Fans, coaches and even a few general managers alike have griped: Can we do something about this %&#$ing playoff format?

Three of the NHL’s top five teams are guaranteed to be eliminated from the Stanley Cup playoffs in the second round or earlier, based on the standings entering Monday night’s action.

Only two of Tampa Bay, Calgary, Boston, San Jose and Toronto could make it to the Conference Final with the current bracket format.

But the playoff format won’t be a topic of conversation at this week’s annual GM meetings in sunny South Florida.

“It’s not on the agenda,” NHL senior executive vice-president Colin Campbell said Monday.

Campbell joked that the topic was above his pay grade. But Campbell’s superiors, commissioner Gary Bettman and deputy commissioner Bill Daly, have been unwavering in their support for the current format. There is little appetite for change, both from the executive side and the majority of general managers, the stewards of the game.

“I would say that there doesn’t appear to be a consensus or desire for change,” Daly said Monday. “The current system has done what it was intended to do. It’s emphasized and featured rivalries in early round matchups. And that has generated enhanced interest and better [television] ratings.”

Proponents argue that while the current format may send some of the best teams home earlier than they’d like, those intense clashes in the first and second round are the best they can be because the players aren’t yet totally worn down by the sheer grind that is the Stanley Cup playoffs.

So if you’re a fan of the Nashville Predators or Winnipeg Jets, one of the teams that will likely be booted in the second round or earlier, it’s a bummer - but you’re seeing the freshest and best hockey possible.

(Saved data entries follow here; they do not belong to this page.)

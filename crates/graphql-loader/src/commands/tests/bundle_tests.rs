use crate::Cli;
use crate::CommandResult;
use clap::Parser;
use std::path::Path;
use std::process::ExitCode;

const SCHEMA_JSON: &str = r#"{"__schema": {
    "queryType": {"name": "Query"},
    "types": [
        {"kind": "OBJECT", "name": "Query", "fields": [
            {"name": "me", "args": [], "type": {"kind": "OBJECT", "name": "User"}}
        ]},
        {"kind": "OBJECT", "name": "User", "fields": [
            {"name": "id", "args": [], "type": {"kind": "SCALAR", "name": "ID"}}
        ]}
    ]
}}"#;

async fn run_bundle(args: &[&str]) -> CommandResult {
    let mut cli = Cli::try_parse_from(
        ["graphql-loader", "bundle"].into_iter().chain(args.iter().copied()),
    ).unwrap();
    let command = cli.cmd.take().unwrap();
    command.run(cli).await
}

fn write(path: &Path, content: &str) {
    if let Some(parent) = path.parent() {
        std::fs::create_dir_all(parent).unwrap();
    }
    std::fs::write(path, content).unwrap();
}

#[tokio::test]
async fn bundles_a_file_with_its_imports() {
    let dir = tempfile::tempdir().unwrap();
    write(&dir.path().join("fragments/user.graphql"), "fragment User on User { id }");
    let main_path = dir.path().join("me.graphql");
    write(&main_path, "#import \"./fragments/user.graphql\"\nquery Me { me { ...User } }");

    let result = run_bundle(&[main_path.to_str().unwrap()]).await;

    assert_eq!(result.exit_code, ExitCode::SUCCESS);
    let stdout = result.stdout.unwrap();
    assert!(stdout.contains("query Me"));
    assert!(stdout.contains("fragment User on User"));
    assert!(!stdout.contains("#import"));
    assert!(result.stderr.is_none());
}

#[tokio::test]
async fn bundles_every_graphql_file_in_a_directory_in_path_order() {
    let dir = tempfile::tempdir().unwrap();
    write(&dir.path().join("b.gql"), "query B { b }");
    write(&dir.path().join("a.graphql"), "query A { a }");
    write(&dir.path().join("notes.txt"), "not graphql");

    let result = run_bundle(&[dir.path().to_str().unwrap()]).await;

    assert_eq!(result.exit_code, ExitCode::SUCCESS);
    let stdout = result.stdout.unwrap();
    let a_header = format!("# {}", dir.path().join("a.graphql").display());
    let b_header = format!("# {}", dir.path().join("b.gql").display());
    let a_idx = stdout.find(&a_header).unwrap();
    let b_idx = stdout.find(&b_header).unwrap();
    assert!(a_idx < b_idx);
    assert!(!stdout.contains("not graphql"));
}

#[tokio::test]
async fn document_output_is_json() {
    let dir = tempfile::tempdir().unwrap();
    let main_path = dir.path().join("q.graphql");
    write(&main_path, "query Q { a }");

    let result = run_bundle(&["--output", "document", main_path.to_str().unwrap()]).await;

    let json: serde_json::Value = serde_json::from_str(&result.stdout.unwrap()).unwrap();
    assert_eq!(json["kind"], "Document");
    assert_eq!(json["definitions"][0]["name"]["value"], "Q");
}

#[tokio::test]
async fn options_file_is_merged_with_flags() {
    let dir = tempfile::tempdir().unwrap();
    let options_path = dir.path().join("options.json");
    write(&options_path, r#"{"output": "document", "removeUnusedFragments": true}"#);
    let main_path = dir.path().join("q.graphql");
    write(&main_path, "query Q { a }\nfragment Unused on T { id }");

    let result = run_bundle(&[
        "--options",
        options_path.to_str().unwrap(),
        "--output",
        "string",
        main_path.to_str().unwrap(),
    ]).await;

    let stdout = result.stdout.unwrap();
    assert!(stdout.contains("query Q"));
    assert!(!stdout.contains("Unused"));
}

#[tokio::test]
async fn validation_problems_are_reported_without_failing() {
    let dir = tempfile::tempdir().unwrap();
    write(&dir.path().join("schema.json"), SCHEMA_JSON);
    let main_path = dir.path().join("queries/me.graphql");
    write(&main_path, "query Me { me { id email } }");

    let result = run_bundle(&[
        "--schema",
        "schema.json",
        "--validate",
        main_path.to_str().unwrap(),
    ]).await;

    assert_eq!(result.exit_code, ExitCode::SUCCESS);
    assert!(result.stdout.unwrap().contains("query Me"));
    let stderr = result.stderr.unwrap();
    assert!(stderr.contains("Cannot query field \"email\" on type \"User\"."), "{stderr}");
}

#[tokio::test]
async fn emit_deps_lists_imports_and_schema() {
    let dir = tempfile::tempdir().unwrap();
    let schema_path = dir.path().join("schema.json");
    write(&schema_path, SCHEMA_JSON);
    write(&dir.path().join("user.graphql"), "fragment User on User { id }");
    let main_path = dir.path().join("me.graphql");
    write(&main_path, "#import \"user.graphql\"\nquery Me { me { ...User } }");

    let result = run_bundle(&[
        "--schema",
        "schema.json",
        "--validate",
        "--emit-deps",
        main_path.to_str().unwrap(),
    ]).await;

    let stderr = result.stderr.unwrap();
    assert!(stderr.contains("user.graphql"), "{stderr}");
    assert!(stderr.contains(&schema_path.display().to_string()), "{stderr}");
    assert!(stderr.contains("no validation errors"), "{stderr}");
}

#[tokio::test]
async fn validate_without_schema_fails() {
    let dir = tempfile::tempdir().unwrap();
    let main_path = dir.path().join("q.graphql");
    write(&main_path, "query Q { a }");

    let result = run_bundle(&["--validate", main_path.to_str().unwrap()]).await;

    assert_eq!(result.exit_code, ExitCode::FAILURE);
    assert!(result.stdout.is_none());
    assert!(result.stderr.unwrap().contains("requires a `schema`"));
}

#[tokio::test]
async fn missing_input_files_fail() {
    let dir = tempfile::tempdir().unwrap();
    let missing = dir.path().join("missing.graphql");

    let result = run_bundle(&[missing.to_str().unwrap()]).await;

    assert_eq!(result.exit_code, ExitCode::FAILURE);
    assert!(result.stderr.unwrap().contains("Failed to read"));
}

#[test]
fn unknown_output_modes_are_rejected_by_the_parser() {
    assert!(Cli::try_parse_from(["graphql-loader", "bundle", "--output", "ast", "q.graphql"]).is_err());
}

Unlike the NBA playoffs, which are a slow burn to get to the best matchups, the NHL is hot right out of the gate in early April. The consequence is that the Conference Final round has sometimes lost a little bit of flavour.

Critics argue that the current format simply dilutes the meaning of a long, 82-game regular season and that being one of the best teams over the 186-day grind provides little reward.

The truth is that any system, even the old one-versus-eight setup that existed before 2013, has its own quirks and pitfalls – namely rewarding weak division winners. 

So anyone hoping for change shouldn’t hold their breath. A new playoff format is not anywhere on the horizon.